Dataset entries:
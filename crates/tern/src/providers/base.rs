use async_trait::async_trait;
use serde::{Deserialize, Serialize};
use strum_macros::{Display, EnumIter};

use crate::errors::ProviderError;
use crate::models::message::Message;
use crate::models::tool::Tool;

/// The backend families this crate can talk to.
#[derive(EnumIter, Display, Debug, Clone, Copy, PartialEq, Eq, Hash, Serialize, Deserialize)]
pub enum ProviderKind {
    #[strum(serialize = "openai")]
    #[serde(rename = "openai")]
    OpenAi,
    #[strum(serialize = "openai-responses")]
    #[serde(rename = "openai-responses")]
    OpenAiResponses,
    #[strum(serialize = "anthropic")]
    #[serde(rename = "anthropic")]
    Anthropic,
    #[strum(serialize = "google")]
    #[serde(rename = "google")]
    Google,
    #[strum(serialize = "databricks")]
    #[serde(rename = "databricks")]
    Databricks,
}

/// Quality and cost bucket a request asks for, resolved to a concrete
/// model name per provider.
#[derive(Debug, Clone, Copy, Default, PartialEq, Eq, Hash, Serialize, Deserialize)]
#[serde(rename_all = "lowercase")]
pub enum ModelTier {
    #[default]
    Default,
    Cheap,
    Lite,
    Reasoning,
}

impl ModelTier {
    /// The tier a corrective retry escalates to. Bargain tiers step up to
    /// the default model; the rest stay where they are.
    pub fn escalated(self) -> ModelTier {
        match self {
            ModelTier::Cheap | ModelTier::Lite => ModelTier::Default,
            other => other,
        }
    }
}

/// Fallback model names for one provider, one per tier.
#[derive(Debug, Clone, Copy)]
pub struct TierDefaults {
    pub default: &'static str,
    pub cheap: &'static str,
    pub lite: &'static str,
    pub reasoning: &'static str,
}

impl TierDefaults {
    pub fn for_tier(&self, tier: ModelTier) -> &'static str {
        match tier {
            ModelTier::Default => self.default,
            ModelTier::Cheap => self.cheap,
            ModelTier::Lite => self.lite,
            ModelTier::Reasoning => self.reasoning,
        }
    }
}

/// Per-tier model overrides loaded from the environment.
#[derive(Debug, Clone, Default)]
pub struct ModelTiers {
    pub default: Option<String>,
    pub cheap: Option<String>,
    pub lite: Option<String>,
    pub reasoning: Option<String>,
}

impl ModelTiers {
    pub fn for_tier(&self, tier: ModelTier) -> Option<&str> {
        match tier {
            ModelTier::Default => self.default.as_deref(),
            ModelTier::Cheap => self.cheap.as_deref(),
            ModelTier::Lite => self.lite.as_deref(),
            ModelTier::Reasoning => self.reasoning.as_deref(),
        }
    }

    /// Resolve a tier to a concrete model name, preferring the override.
    pub fn resolve(&self, tier: ModelTier, fallbacks: &TierDefaults) -> String {
        self.for_tier(tier)
            .map(String::from)
            .unwrap_or_else(|| fallbacks.for_tier(tier).to_string())
    }
}

/// How strongly a request constrains function calling.
#[derive(Debug, Clone, Default, PartialEq)]
pub enum ToolChoice {
    /// The model must answer in text, not with a call
    None,
    /// The model should call one of the declared tools
    #[default]
    Any,
    /// The model must call this specific tool
    Tool(String),
}

impl ToolChoice {
    pub fn required_name(&self) -> Option<&str> {
        match self {
            ToolChoice::Tool(name) => Some(name),
            _ => None,
        }
    }
}

pub const REASONING_LOW_MAX: u32 = 4096;
pub const REASONING_MEDIUM_MAX: u32 = 16384;

/// Effort levels for backends that take a coarse reasoning setting
/// instead of a token budget.
#[derive(Debug, Clone, Copy, PartialEq, Eq, Serialize)]
#[serde(rename_all = "lowercase")]
pub enum ReasoningEffort {
    Low,
    Medium,
    High,
}

impl ReasoningEffort {
    /// Bucket a token budget into an effort level. No budget means medium.
    pub fn from_budget(budget: Option<u32>) -> Self {
        match budget {
            None => ReasoningEffort::Medium,
            Some(tokens) if tokens <= REASONING_LOW_MAX => ReasoningEffort::Low,
            Some(tokens) if tokens <= REASONING_MEDIUM_MAX => ReasoningEffort::Medium,
            Some(_) => ReasoningEffort::High,
        }
    }

    pub fn as_str(&self) -> &'static str {
        match self {
            ReasoningEffort::Low => "low",
            ReasoningEffort::Medium => "medium",
            ReasoningEffort::High => "high",
        }
    }
}

/// Per-request settings passed through to an adapter.
#[derive(Debug, Clone, Default)]
pub struct CompletionOptions {
    pub tier: ModelTier,
    pub temperature: Option<f32>,
    pub max_tokens: Option<i32>,
    pub tool_choice: ToolChoice,
    /// Token budget for extended thinking on backends that support it
    pub thinking_budget: Option<u32>,
    /// Suppress prompt cache markers for this request
    pub cache_disabled: bool,
    /// Route to a specific configured provider instead of the default
    pub service: Option<ProviderKind>,
}

impl CompletionOptions {
    pub fn with_tier(mut self, tier: ModelTier) -> Self {
        self.tier = tier;
        self
    }

    pub fn with_temperature(mut self, temperature: f32) -> Self {
        self.temperature = Some(temperature);
        self
    }

    pub fn with_max_tokens(mut self, max_tokens: i32) -> Self {
        self.max_tokens = Some(max_tokens);
        self
    }

    pub fn with_tool_choice(mut self, tool_choice: ToolChoice) -> Self {
        self.tool_choice = tool_choice;
        self
    }

    /// Require a call to the named tool
    pub fn require_tool<S: Into<String>>(mut self, name: S) -> Self {
        self.tool_choice = ToolChoice::Tool(name.into());
        self
    }

    pub fn with_thinking_budget(mut self, budget: u32) -> Self {
        self.thinking_budget = Some(budget);
        self
    }

    pub fn without_cache(mut self) -> Self {
        self.cache_disabled = true;
        self
    }

    pub fn with_service(mut self, service: ProviderKind) -> Self {
        self.service = Some(service);
        self
    }
}

/// Token counts reported by a provider for one completion.
///
/// Providers disagree about what `input_tokens` includes; see
/// `accounting::normalize_usage` for the common shape the rest of the
/// crate works with.
#[derive(Debug, Clone, Default, PartialEq, Serialize, Deserialize)]
pub struct Usage {
    pub input_tokens: Option<i32>,
    pub output_tokens: Option<i32>,
    pub total_tokens: Option<i32>,
    #[serde(skip_serializing_if = "Option::is_none")]
    pub cache_creation_tokens: Option<i32>,
    #[serde(skip_serializing_if = "Option::is_none")]
    pub cache_read_tokens: Option<i32>,
}

impl Usage {
    pub fn new(
        input_tokens: Option<i32>,
        output_tokens: Option<i32>,
        total_tokens: Option<i32>,
    ) -> Self {
        Self {
            input_tokens,
            output_tokens,
            total_tokens,
            cache_creation_tokens: None,
            cache_read_tokens: None,
        }
    }

    pub fn with_cache(mut self, creation: Option<i32>, read: Option<i32>) -> Self {
        self.cache_creation_tokens = creation;
        self.cache_read_tokens = read;
        self
    }
}

/// Base trait for model backends (OpenAI, Anthropic, etc)
#[async_trait]
pub trait Provider: Send + Sync {
    /// Which backend family this adapter speaks
    fn kind(&self) -> ProviderKind;

    /// Generate the next message for the conversation.
    ///
    /// `messages` holds the full conversation including the system prompt
    /// as a leading system item. Tool declarations and per-request settings
    /// arrive separately so histories can be replayed across backends.
    async fn complete(
        &self,
        messages: &[Message],
        tools: &[Tool],
        options: &CompletionOptions,
    ) -> Result<(Message, Usage), ProviderError>;
}

#[cfg(test)]
mod tests {
    use super::*;
    use serde_json::json;

    #[test]
    fn test_usage_creation() {
        let usage = Usage::new(Some(1), Some(2), Some(3));
        assert_eq!(usage.input_tokens, Some(1));
        assert_eq!(usage.output_tokens, Some(2));
        assert_eq!(usage.total_tokens, Some(3));
        assert_eq!(usage.cache_creation_tokens, None);
        assert_eq!(usage.cache_read_tokens, None);
    }

    #[test]
    fn test_usage_serialization() -> anyhow::Result<()> {
        let usage = Usage::new(Some(100), Some(50), Some(150)).with_cache(Some(10), Some(20));
        let serialized = serde_json::to_value(&usage)?;
        assert_eq!(
            serialized,
            json!({
                "input_tokens": 100,
                "output_tokens": 50,
                "total_tokens": 150,
                "cache_creation_tokens": 10,
                "cache_read_tokens": 20,
            })
        );

        // Cache fields stay off the wire when the provider never reported them
        let serialized = serde_json::to_value(Usage::new(Some(1), Some(2), Some(3)))?;
        assert_eq!(
            serialized,
            json!({"input_tokens": 1, "output_tokens": 2, "total_tokens": 3})
        );
        Ok(())
    }

    #[test]
    fn test_tier_resolution() {
        let overrides = ModelTiers {
            cheap: Some("custom-mini".to_string()),
            ..Default::default()
        };
        let fallbacks = TierDefaults {
            default: "big",
            cheap: "small",
            lite: "tiny",
            reasoning: "thinker",
        };

        assert_eq!(overrides.resolve(ModelTier::Cheap, &fallbacks), "custom-mini");
        assert_eq!(overrides.resolve(ModelTier::Default, &fallbacks), "big");
        assert_eq!(overrides.resolve(ModelTier::Lite, &fallbacks), "tiny");
        assert_eq!(overrides.resolve(ModelTier::Reasoning, &fallbacks), "thinker");
    }

    #[test]
    fn test_tier_escalation() {
        assert_eq!(ModelTier::Cheap.escalated(), ModelTier::Default);
        assert_eq!(ModelTier::Lite.escalated(), ModelTier::Default);
        assert_eq!(ModelTier::Default.escalated(), ModelTier::Default);
        assert_eq!(ModelTier::Reasoning.escalated(), ModelTier::Reasoning);
    }

    #[test]
    fn test_reasoning_effort_buckets() {
        assert_eq!(ReasoningEffort::from_budget(None), ReasoningEffort::Medium);
        assert_eq!(ReasoningEffort::from_budget(Some(1024)), ReasoningEffort::Low);
        assert_eq!(ReasoningEffort::from_budget(Some(4096)), ReasoningEffort::Low);
        assert_eq!(ReasoningEffort::from_budget(Some(4097)), ReasoningEffort::Medium);
        assert_eq!(ReasoningEffort::from_budget(Some(16384)), ReasoningEffort::Medium);
        assert_eq!(ReasoningEffort::from_budget(Some(16385)), ReasoningEffort::High);
    }

    #[test]
    fn test_provider_kind_display() {
        assert_eq!(ProviderKind::OpenAi.to_string(), "openai");
        assert_eq!(ProviderKind::OpenAiResponses.to_string(), "openai-responses");
        assert_eq!(ProviderKind::Databricks.to_string(), "databricks");
    }
}
impl AnthropicProvider {
    pub fn new(config: AnthropicProviderConfig) -> Result<Self, ProviderError> {
        let client = Client::builder()
            .timeout(Duration::from_secs(600)) // 10 minutes timeout
            .build()?;

        Ok(Self { client, config })
    }

    fn messages_to_anthropic_spec(messages: &[&Message], cache_enabled: bool) -> Vec<Value> {
        let mut messages_spec = Vec::new();

        for message in messages {
            let mut blocks: Vec<Value> = Vec::new();

            for content in &message.content {
                match content {
                    MessageContent::Text(text) => {
                        blocks.push(json!({"type": "text", "text": text.text}))
                    }
                    MessageContent::Image(image) => {
                        blocks.push(convert_image(image, &ImageFormat::Anthropic))
                    }
                    MessageContent::ToolRequest(request) => match &request.tool_call {
                        Ok(tool_call) => blocks.push(json!({
                            "type": "tool_use",
                            "id": call_id(&request.id, &tool_call.name),
                            "name": tool_call.name,
                            "input": tool_call.arguments,
                        })),
                        Err(e) => blocks.push(json!({
                            "type": "text",
                            "text": format!("The model produced an invalid tool call: {}", e),
                        })),
                    },
                    MessageContent::ToolResponse(response) => {
                        let mut block = json!({
                            "type": "tool_result",
                            "tool_use_id": call_id(&response.id, &response.name),
                        });
                        match &response.tool_result {
                            Ok(contents) => {
                                let converted: Vec<Value> = contents
                                    .iter()
                                    .map(|c| match c {
                                        Content::Text(text) => {
                                            json!({"type": "text", "text": text.text})
                                        }
                                        Content::Image(image) => {
                                            convert_image(image, &ImageFormat::Anthropic)
                                        }
                                    })
                                    .collect();
                                block["content"] = json!(converted);
                            }
                            Err(e) => {
                                block["content"] = json!(format!(
                                    "The tool call returned the following error:\n{}",
                                    e
                                ));
                                block["is_error"] = json!(true);
                            }
                        }
                        blocks.push(block);
                    }
                    MessageContent::WebSearch(search) => {
                        blocks.push(json!({"type": "text", "text": search.text}))
                    }
                    MessageContent::ExecutableCode(code) => blocks.push(json!({
                        "type": "text",
                        "text": format!("```{}\n{}\n```", code.language, code.code),
                    })),
                    MessageContent::CodeExecutionResult(result) => {
                        blocks.push(json!({"type": "text", "text": result.output}))
                    }
                }
            }

            if blocks.is_empty() {
                continue;
            }

            if cache_enabled && message.cache {
                if let Some(last) = blocks.last_mut().and_then(|b| b.as_object_mut()) {
                    last.insert("cache_control".to_string(), json!({"type": "ephemeral"}));
                }
            }

            messages_spec.push(json!({"role": message.role, "content": blocks}));
        }

        messages_spec
    }

    /// Drop the oldest cache markers until at most `budget` remain. The most
    /// recent breakpoints are the ones worth keeping, since everything before
    /// a breakpoint is covered by it.
    fn trim_cache_breakpoints(messages_spec: &mut [Value], budget: usize) {
        let mut marked = Vec::new();
        for (m, message) in messages_spec.iter().enumerate() {
            if let Some(blocks) = message.get("content").and_then(|c| c.as_array()) {
                for (b, block) in blocks.iter().enumerate() {
                    if block.get("cache_control").is_some() {
                        marked.push((m, b));
                    }
                }
            }
        }

        let excess = marked.len().saturating_sub(budget);
        for (m, b) in marked.into_iter().take(excess) {
            if let Some(block) = messages_spec[m]
                .get_mut("content")
                .and_then(|c| c.get_mut(b))
                .and_then(|b| b.as_object_mut())
            {
                block.remove("cache_control");
            }
        }
    }

    fn tools_to_anthropic_spec(tools: &[Tool]) -> Result<Vec<Value>, ProviderError> {
        let mut tool_names = HashSet::new();
        let mut result = Vec::new();
        for tool in tools {
            if !tool_names.insert(&tool.name) {
                return Err(ProviderError::InvalidRequest(format!(
                    "Duplicate tool name: {}",
                    tool.name
                )));
            }
            result.push(json!({
                "name": tool.name,
                "description": tool.description,
                "input_schema": tool.input_schema,
            }));
        }
        Ok(result)
    }

    fn tool_choice_to_spec(choice: &ToolChoice) -> Value {
        match choice {
            ToolChoice::None => json!({"type": "none"}),
            ToolChoice::Any => json!({"type": "any"}),
            ToolChoice::Tool(name) => json!({"type": "tool", "name": name}),
        }
    }

    fn response_to_message(response: &Value) -> Result<Message, ProviderError> {
        let content = response
            .get("content")
            .and_then(|c| c.as_array())
            .ok_or_else(|| {
                ProviderError::InvalidResponse("response has no content blocks".to_string())
            })?;

        let mut message = Message::assistant();
        for block in content {
            match block.get("type").and_then(|t| t.as_str()) {
                Some("text") => {
                    if let Some(text) = block.get("text").and_then(|t| t.as_str()) {
                        if !text.is_empty() {
                            message = message.with_text(text);
                        }
                    }
                }
                Some("tool_use") => {
                    let id = block.get("id").and_then(|i| i.as_str()).map(String::from);
                    let name = block.get("name").and_then(|n| n.as_str()).unwrap_or_default();
                    let input = block.get("input").cloned().unwrap_or_else(|| json!({}));
                    let tool_call = if is_valid_function_name(name) {
                        Ok(ToolCall::new(name, input))
                    } else {
                        Err(ToolError::NotFound(format!(
                            "The provided function name '{}' had invalid characters, it must match this regex: [a-zA-Z0-9_-]+",
                            name
                        )))
                    };
                    message = message.with_content(MessageContent::tool_request(id, tool_call));
                }
                Some("web_search_tool_result") => {
                    let results = block
                        .get("content")
                        .and_then(|c| c.as_array())
                        .map(|a| a.as_slice())
                        .unwrap_or(&[]);
                    let mut titles = Vec::new();
                    let mut citations = Vec::new();
                    for result in results {
                        if let Some(title) = result.get("title").and_then(|t| t.as_str()) {
                            titles.push(title.to_string());
                        }
                        if let Some(url) = result.get("url").and_then(|u| u.as_str()) {
                            citations.push(url.to_string());
                        }
                    }
                    message = message
                        .with_content(MessageContent::web_search(titles.join("\n"), citations));
                }
                // thinking blocks and server-side search bookkeeping stay out
                // of the conversation
                _ => {}
            }
        }

        Ok(message)
    }

    fn get_usage(data: &Value) -> Result<Usage, ProviderError> {
        let usage = data.get("usage").ok_or_else(|| {
            ProviderError::InvalidResponse("no usage data in response".to_string())
        })?;

        let input_tokens = usage
            .get("input_tokens")
            .and_then(|v| v.as_i64())
            .map(|v| v as i32);
        let output_tokens = usage
            .get("output_tokens")
            .and_then(|v| v.as_i64())
            .map(|v| v as i32);
        let cache_creation_tokens = usage
            .get("cache_creation_input_tokens")
            .and_then(|v| v.as_i64())
            .map(|v| v as i32);
        let cache_read_tokens = usage
            .get("cache_read_input_tokens")
            .and_then(|v| v.as_i64())
            .map(|v| v as i32);

        let mut total_tokens = None;
        for part in [
            input_tokens,
            output_tokens,
            cache_creation_tokens,
            cache_read_tokens,
        ]
        .into_iter()
        .flatten()
        {
            *total_tokens.get_or_insert(0) += part;
        }

        Ok(Usage::new(input_tokens, output_tokens, total_tokens)
            .with_cache(cache_creation_tokens, cache_read_tokens))
    }

    /// The reset header carries an RFC3339 timestamp; a reset in the past
    /// yields no hint and the retry loop falls back to plain backoff
    fn parse_ratelimit_reset(response: &reqwest::Response) -> Option<Duration> {
        let value = response
            .headers()
            .get("anthropic-ratelimit-requests-reset")?
            .to_str()
            .ok()?;
        let reset = chrono::DateTime::parse_from_rfc3339(value.trim()).ok()?;
        reset.signed_duration_since(chrono::Utc::now()).to_std().ok()
    }

    async fn post(&self, payload: Value) -> Result<Value, ProviderError> {
        let url = format!("{}/v1/messages", self.config.host.trim_end_matches('/'));

        let response = self
            .client
            .post(&url)
            .header("x-api-key", &self.config.api_key)
            .header("anthropic-version", ANTHROPIC_API_VERSION)
            .json(&payload)
            .send()
            .await?;

        match response.status() {
            StatusCode::OK => Ok(response.json().await?),
            StatusCode::TOO_MANY_REQUESTS => {
                let retry_after = Self::parse_ratelimit_reset(&response)
                    .or_else(|| parse_retry_after(&response));
                Err(ProviderError::RateLimited { retry_after })
            }
            StatusCode::BAD_REQUEST => {
                let message = response.text().await.unwrap_or_default();
                if message.to_lowercase().contains("prompt is too long") {
                    return Err(ProviderError::ContextLengthExceeded(message));
                }
                Err(ProviderError::Api {
                    status: StatusCode::BAD_REQUEST.as_u16(),
                    message,
                })
            }
            status => {
                let message = response.text().await.unwrap_or_default();
                Err(ProviderError::Api {
                    status: status.as_u16(),
                    message,
                })
            }
        }
    }
}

Aim of the exercise: Copy all lines from the entries that contain the word "markers".

Written response:
    /// Suppress prompt cache markers for this request
    /// Drop the oldest cache markers until at most `budget` remain. The most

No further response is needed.